The concurrence from Kagan, Sotomator, and Jackson, in my view, had the cleanest, simplest reasoning:
“This case involves a free-speech challenge to a viewpoint-neutral, content-based condition on trademark registration. In deciding how to evaluate this kind of challenge, the Court faces two options: Either look only to the history and tradition of the condition, or look to trademark law and settled First Amendment precedent. The first option, which asks whether the history of a particular trademark registration bar plays well with the First Amendment, leads this Court into uncharted territory that neither party requests. The other guides it through well-trodden terrain. I would follow the well-trodden path.”

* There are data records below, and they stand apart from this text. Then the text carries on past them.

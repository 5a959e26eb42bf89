//! Analyze command - measure search cost per difficulty and the effect of pruning.

use structopt::StructOpt;
use tictactoe::game::analysis::{analyze_difficulties, compare_pruning};
use tictactoe::game::display::render_summary;

use super::util::millis;
use super::Command;

#[derive(StructOpt)]
pub struct AnalyzeArgs {
    #[structopt(long, default_value = "0")]
    pub seed: u64,
    #[structopt(short, long, default_value = "9")]
    pub depth: u8,
}

impl Command for AnalyzeArgs {
    fn execute(self) {
        let analysis = match analyze_difficulties(self.seed) {
            Ok(analysis) => analysis,
            Err(err) => {
                eprintln!("Analysis failed: {}", err);
                std::process::exit(1);
            }
        };

        let mut current_position = "";
        for measurement in analysis.measurements.iter() {
            if measurement.position != current_position {
                current_position = measurement.position;
                println!("\nPosition: {}", current_position);
            }
            println!(
                "  {:>10}: {:>6} nodes, {:>8.3} ms, move {}",
                measurement.difficulty.to_string(),
                measurement.nodes_evaluated,
                millis(measurement.elapsed),
                measurement.chosen_move
            );
        }

        println!("\nNodes evaluated from the empty board:");
        println!(
            "{:>6} {:>14} {:>14} {:>10}",
            "depth", "no pruning", "alpha-beta", "saved"
        );
        match compare_pruning(self.depth) {
            Ok(comparisons) => {
                for comparison in comparisons.iter() {
                    println!(
                        "{:>6} {:>14} {:>14} {:>9.1}%",
                        comparison.depth,
                        comparison.nodes_without_pruning,
                        comparison.nodes_with_pruning,
                        comparison.reduction_percent()
                    );
                }
            }
            Err(err) => {
                eprintln!("Pruning comparison failed: {}", err);
                std::process::exit(1);
            }
        }

        println!("\n{}", render_summary(&analysis.records));
    }
}
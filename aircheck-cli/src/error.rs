use thiserror::Error;

#[derive(Debug, Error)]
pub enum CliError {
    #[error("failed to read configuration {path}: {source}")]
    ConfigRead {
        path: String,
        #[source]
        source: std::io::Error,
    },

    #[error("failed to parse configuration {path}: {source}")]
    ConfigParse {
        path: String,
        #[source]
        source: toml::de::Error,
    },

    #[error("invalid configuration: {reason}")]
    Invalid { reason: String },

    #[error(transparent)]
    Recorder(#[from] aircheck_engine::RecorderError),
}

impl CliError {
    pub fn invalid(reason: impl Into<String>) -> Self {
        Self::Invalid {
            reason: reason.into(),
        }
    }
}

pub type Result<T> = std::result::Result<T, CliError>;
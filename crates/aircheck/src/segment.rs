// Segment identity, local path mapping, and broadcast ordering.

use std::cmp::Ordering;
use std::fmt::Write as _;
use std::hash::{Hash, Hasher};
use std::path::{Path, PathBuf};

use url::Url;

/// One media segment referenced by the live index.
///
/// Identity is the source URL alone: two records with the same URL are the
/// same segment regardless of fetch state. The local path is set exactly
/// once, by the fetch worker that persisted the bytes.
#[derive(Debug, Clone)]
pub struct SegmentRecord {
    source_url: Url,
    local_path: Option<PathBuf>,
}

impl SegmentRecord {
    pub fn new(source_url: Url) -> Self {
        Self {
            source_url,
            local_path: None,
        }
    }

    pub fn source_url(&self) -> &Url {
        &self.source_url
    }

    pub fn local_path(&self) -> Option<&Path> {
        self.local_path.as_deref()
    }

    pub(crate) fn set_local_path(&mut self, path: PathBuf) {
        debug_assert!(self.local_path.is_none(), "local path is write-once");
        self.local_path = Some(path);
    }
}

impl PartialEq for SegmentRecord {
    fn eq(&self, other: &Self) -> bool {
        self.source_url == other.source_url
    }
}

impl Eq for SegmentRecord {}

impl Hash for SegmentRecord {
    fn hash<H: Hasher>(&self, state: &mut H) {
        self.source_url.hash(state);
    }
}

/// Local file path for a segment URL.
///
/// The last two URL path components are joined as `{parent}-{file}` under
/// the working directory, so the same segment reference always maps to the
/// same file across polls and across runs.
pub fn local_path_for(work_dir: &Path, url: &Url) -> PathBuf {
    let mut components: Vec<&str> = url.path().split('/').filter(|c| !c.is_empty()).collect();
    let file = components.pop().unwrap_or("segment");
    let name = match components.pop() {
        Some(parent) => format!("{parent}-{file}"),
        None => file.to_string(),
    };
    work_dir.join(name)
}

/// Broadcast-order comparison on URL path tokens.
///
/// Tokens come from splitting the path on `/` and `-`; when two tokens
/// differ in length the shorter one is compared as if left-padded with
/// `0`, so `...-9.ts` orders before `...-10.ts`.
pub fn broadcast_cmp(a: &SegmentRecord, b: &SegmentRecord) -> Ordering {
    let tokens_a = path_tokens(a.source_url());
    let tokens_b = path_tokens(b.source_url());
    for (token_a, token_b) in tokens_a.iter().zip(tokens_b.iter()) {
        let ord = padded_cmp(token_a, token_b);
        if ord != Ordering::Equal {
            return ord;
        }
    }
    tokens_a.len().cmp(&tokens_b.len())
}

fn path_tokens(url: &Url) -> Vec<&str> {
    url.path()
        .split(['/', '-'])
        .filter(|t| !t.is_empty())
        .collect()
}

fn padded_cmp(a: &str, b: &str) -> Ordering {
    if a.len() == b.len() {
        return a.cmp(b);
    }
    let width = a.len().max(b.len());
    let mut padded_a = String::with_capacity(width);
    let mut padded_b = String::with_capacity(width);
    let _ = write!(padded_a, "{a:0>width$}");
    let _ = write!(padded_b, "{b:0>width$}");
    padded_a.cmp(&padded_b)
}
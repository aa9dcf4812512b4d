//! Aircheck: scheduled acquisition of a live HLS audio feed.
//!
//! The engine waits for a configured daily time window, polls the live
//! index document on a fixed interval, fetches every referenced segment
//! exactly once into a per-day working directory, and hands the ordered
//! segment files to an [`Encoder`] when the window closes.

pub mod client;
pub mod config;
pub mod encode;
pub mod error;
pub mod fetcher;
pub mod liveness;
pub mod playlist;
pub mod proxy;
pub mod queue;
pub mod recorder;
pub mod segment;
pub mod window;

// Re-exports for easier access
pub use client::build_http_client;
pub use config::RecorderConfig;
pub use encode::{Encoder, FfmpegEncoder};
pub use error::RecorderError;
pub use fetcher::{HttpSegmentDownloader, SegmentDownloader, SegmentFetcher};
pub use liveness::LivenessMonitor;
pub use playlist::{HttpIndexSource, IndexPoller, IndexSource};
pub use proxy::{ProxyAuth, ProxyConfig, ProxyType};
pub use queue::SegmentTracker;
pub use recorder::{WindowOutcome, WindowScheduler};
pub use segment::SegmentRecord;
pub use window::{RecordingWindow, WindowStatus};
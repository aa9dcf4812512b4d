use reqwest::Proxy;

use crate::error::RecorderError;

/// Proxy configuration types
#[derive(Debug, Clone, PartialEq, Eq, Copy)]
pub enum ProxyType {
    /// HTTP proxy
    Http,
    /// HTTPS proxy
    Https,
    /// SOCKS5 proxy
    Socks5,
}

/// Proxy authentication
#[derive(Debug, Clone)]
pub struct ProxyAuth {
    /// Username for proxy authentication
    pub username: String,
    /// Password for proxy authentication
    pub password: String,
}

/// Proxy configuration
#[derive(Debug, Clone)]
pub struct ProxyConfig {
    /// Proxy server URL (e.g., "http://proxy.example.com:8080")
    pub url: String,
    /// Type of proxy (HTTP, HTTPS, SOCKS5)
    pub proxy_type: ProxyType,
    /// Authentication for the proxy (optional)
    pub auth: Option<ProxyAuth>,
}

/// Build a reqwest Proxy object from our proxy configuration
pub fn build_proxy_from_config(config: &ProxyConfig) -> Result<Proxy, RecorderError> {
    let proxy_url = &config.url;

    let mut proxy = match config.proxy_type {
        ProxyType::Http => Proxy::http(proxy_url).map_err(|e| {
            RecorderError::proxy_configuration(format!("invalid HTTP proxy URL: {e}"))
        })?,
        ProxyType::Https => Proxy::https(proxy_url).map_err(|e| {
            RecorderError::proxy_configuration(format!("invalid HTTPS proxy URL: {e}"))
        })?,
        ProxyType::Socks5 => {
            // Make sure URL starts with socks5:// or socks5h://
            let url = if proxy_url.starts_with("socks5://") || proxy_url.starts_with("socks5h://") {
                proxy_url.to_string()
            } else {
                format!("socks5://{proxy_url}")
            };

            Proxy::all(&url).map_err(|e| {
                RecorderError::proxy_configuration(format!("invalid SOCKS5 proxy URL: {e}"))
            })?
        }
    };

    if let Some(auth) = &config.auth {
        proxy = proxy.basic_auth(&auth.username, &auth.password);
    }

    Ok(proxy)
}
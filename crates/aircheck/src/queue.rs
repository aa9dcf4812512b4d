// Pending/completed segment bookkeeping shared by the poller and the fetch workers.

use std::collections::{HashSet, VecDeque};

use parking_lot::Mutex;
use url::Url;

use crate::segment::SegmentRecord;

#[derive(Debug, Default)]
struct TrackerInner {
    /// Discovery-ordered FIFO of records awaiting fetch.
    pending: VecDeque<SegmentRecord>,
    /// Every URL accepted this window: pending, in flight, or completed.
    seen: HashSet<Url>,
    /// Records whose bytes are on disk; the window's output artifact.
    completed: Vec<SegmentRecord>,
}

/// Thread-safe pending queue plus completed set for one recording window.
///
/// A URL is accepted at most once per window. Records popped for fetching
/// stay in the seen set, so a failed fetch is never re-enqueued and a
/// re-discovered segment is never fetched twice.
#[derive(Debug, Default)]
pub struct SegmentTracker {
    inner: Mutex<TrackerInner>,
}

impl SegmentTracker {
    pub fn new() -> Self {
        Self::default()
    }

    /// Enqueues the record unless its URL was already offered this window.
    /// Returns whether the record was accepted.
    pub fn offer_if_absent(&self, record: SegmentRecord) -> bool {
        let mut inner = self.inner.lock();
        if !inner.seen.insert(record.source_url().clone()) {
            return false;
        }
        inner.pending.push_back(record);
        true
    }

    /// Non-blocking removal of the queue head.
    ///
    /// The record leaves the queue before any fetch starts, so two workers
    /// can never fetch the same segment.
    pub fn poll(&self) -> Option<SegmentRecord> {
        self.inner.lock().pending.pop_front()
    }

    pub fn is_drained(&self) -> bool {
        self.inner.lock().pending.is_empty()
    }

    pub fn pending_len(&self) -> usize {
        self.inner.lock().pending.len()
    }

    /// Moves a fetched record into the completed set.
    pub fn complete(&self, record: SegmentRecord) {
        self.inner.lock().completed.push(record);
    }

    pub fn completed_len(&self) -> usize {
        self.inner.lock().completed.len()
    }

    /// Consumes the window's output artifact.
    pub fn take_completed(&self) -> Vec<SegmentRecord> {
        std::mem::take(&mut self.inner.lock().completed)
    }
}

#[cfg(test)]
mod tests {
    use super::*;
    use std::sync::Arc;
    use url::Url;

    fn record(name: &str) -> SegmentRecord {
        SegmentRecord::new(
            Url::parse(&format!("https://radio.example.com/live/ch/{name}")).unwrap(),
        )
    }

    #[test]
    fn duplicate_offers_are_rejected() {
        let tracker = SegmentTracker::new();
        assert!(tracker.offer_if_absent(record("media-1.ts")));
        assert!(!tracker.offer_if_absent(record("media-1.ts")));
        assert_eq!(tracker.pending_len(), 1);
    }

    #[test]
    fn poll_preserves_discovery_order() {
        let tracker = SegmentTracker::new();
        tracker.offer_if_absent(record("media-1.ts"));
        tracker.offer_if_absent(record("media-2.ts"));
        tracker.offer_if_absent(record("media-3.ts"));

        let order: Vec<String> = std::iter::from_fn(|| tracker.poll())
            .map(|r| r.source_url().path().to_string())
            .collect();
        assert_eq!(
            order,
            vec!["/live/ch/media-1.ts", "/live/ch/media-2.ts", "/live/ch/media-3.ts"]
        );
        assert!(tracker.is_drained());
    }

    #[test]
    fn popped_records_are_not_accepted_again() {
        let tracker = SegmentTracker::new();
        tracker.offer_if_absent(record("media-1.ts"));
        let popped = tracker.poll().unwrap();

        // Re-discovery of an in-flight (or lost) segment must be a no-op.
        assert!(!tracker.offer_if_absent(popped.clone()));
        assert!(tracker.is_drained());
    }

    #[test]
    fn completed_records_are_not_accepted_again() {
        let tracker = SegmentTracker::new();
        tracker.offer_if_absent(record("media-1.ts"));
        let popped = tracker.poll().unwrap();
        tracker.complete(popped);

        assert!(!tracker.offer_if_absent(record("media-1.ts")));
        assert_eq!(tracker.completed_len(), 1);
        assert_eq!(tracker.take_completed().len(), 1);
        assert_eq!(tracker.completed_len(), 0);
    }

    #[test]
    fn concurrent_offers_admit_each_url_once() {
        let tracker = Arc::new(SegmentTracker::new());
        let mut handles = Vec::new();
        for _ in 0..8 {
            let tracker = Arc::clone(&tracker);
            handles.push(std::thread::spawn(move || {
                let mut accepted = 0;
                for i in 0..100 {
                    if tracker.offer_if_absent(record(&format!("media-{i}.ts"))) {
                        accepted += 1;
                    }
                }
                accepted
            }));
        }
        let total: usize = handles.into_iter().map(|h| h.join().unwrap()).sum();
        assert_eq!(total, 100);
        assert_eq!(tracker.pending_len(), 100);
    }
}
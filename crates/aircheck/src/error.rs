use reqwest::StatusCode;

#[derive(Debug, thiserror::Error)]
pub enum RecorderError {
    #[error("recording cancelled")]
    Cancelled,

    #[error("invalid URL `{input}`: {reason}")]
    InvalidUrl { input: String, reason: String },

    #[error("HTTP request failed: {source}")]
    Network {
        #[from]
        source: reqwest::Error,
    },

    #[error("request failed with HTTP {status} during {operation} for {url}")]
    HttpStatus {
        status: StatusCode,
        url: String,
        operation: &'static str,
    },

    #[error("I/O error: {source}")]
    Io {
        #[from]
        source: std::io::Error,
    },

    #[error("index error: {reason}")]
    Playlist { reason: String },

    #[error("proxy configuration error: {reason}")]
    ProxyConfiguration { reason: String },

    #[error("configuration error: {reason}")]
    Configuration { reason: String },

    #[error("encoder failed: {reason}")]
    Encode { reason: String },
}

impl RecorderError {
    pub fn invalid_url(input: impl Into<String>, reason: impl Into<String>) -> Self {
        Self::InvalidUrl {
            input: input.into(),
            reason: reason.into(),
        }
    }

    pub fn http_status(
        status: StatusCode,
        url: impl Into<String>,
        operation: &'static str,
    ) -> Self {
        Self::HttpStatus {
            status,
            url: url.into(),
            operation,
        }
    }

    pub fn playlist(reason: impl Into<String>) -> Self {
        Self::Playlist {
            reason: reason.into(),
        }
    }

    pub fn proxy_configuration(reason: impl Into<String>) -> Self {
        Self::ProxyConfiguration {
            reason: reason.into(),
        }
    }

    pub fn configuration(reason: impl Into<String>) -> Self {
        Self::Configuration {
            reason: reason.into(),
        }
    }

    pub fn encode(reason: impl Into<String>) -> Self {
        Self::Encode {
            reason: reason.into(),
        }
    }

    /// Transient errors reduce one cycle's yield and are simply retried on
    /// the next scheduled invocation. Everything else signals a defect or a
    /// condition that is fatal to the current recording window.
    pub fn is_transient(&self) -> bool {
        match self {
            Self::Network { .. } | Self::HttpStatus { .. } | Self::Playlist { .. } => true,
            Self::Cancelled
            | Self::InvalidUrl { .. }
            | Self::Io { .. }
            | Self::ProxyConfiguration { .. }
            | Self::Configuration { .. }
            | Self::Encode { .. } => false,
        }
    }
}

pub type Result<T> = std::result::Result<T, RecorderError>;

Writing the concurrence, Sotomayor found the names clause permissible because it simply conditions a government *benefit* (trademark registration) on the content of the speech. Under well-established 1st Amendment jurisprudence, the government has more leeway to restrict speech when it confers an additional benefit – as opposed to a RIGHT. Moreover, under well-established 1st Amendment precedent, “commercial speech” does not get the same level of protections as other kinds of speech (translation: you have to follow more rules when you sell stuff … see Lanham Act 43(a) restrictions on false and misleading advertising).

Sotomayor explained that registration “only confers additional benefits on trademark holders,” and that refusal to register does nothing to prevent Elster from speaking or selling objects including the mark. Accordingly, she found the provision well within First Amendment law.

So, poor Mr. Elster can still troll Mr. Trump on a shirt. You just won’t see a (R) next to his mark any time soon.